*What you are asked to do*: From first line to last, retype the data exactly.

▶

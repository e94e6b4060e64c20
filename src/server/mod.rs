mod server;

pub(crate) use server::RpcServer;
pub(crate) use server::RpcServerHandle;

◀

*Exercise output*:
repository e94e6b4060e64c20
filename src/server/mod.rs
mod server;

pub(crate) use server::RpcServer;
pub(crate) use server::RpcServerHandle;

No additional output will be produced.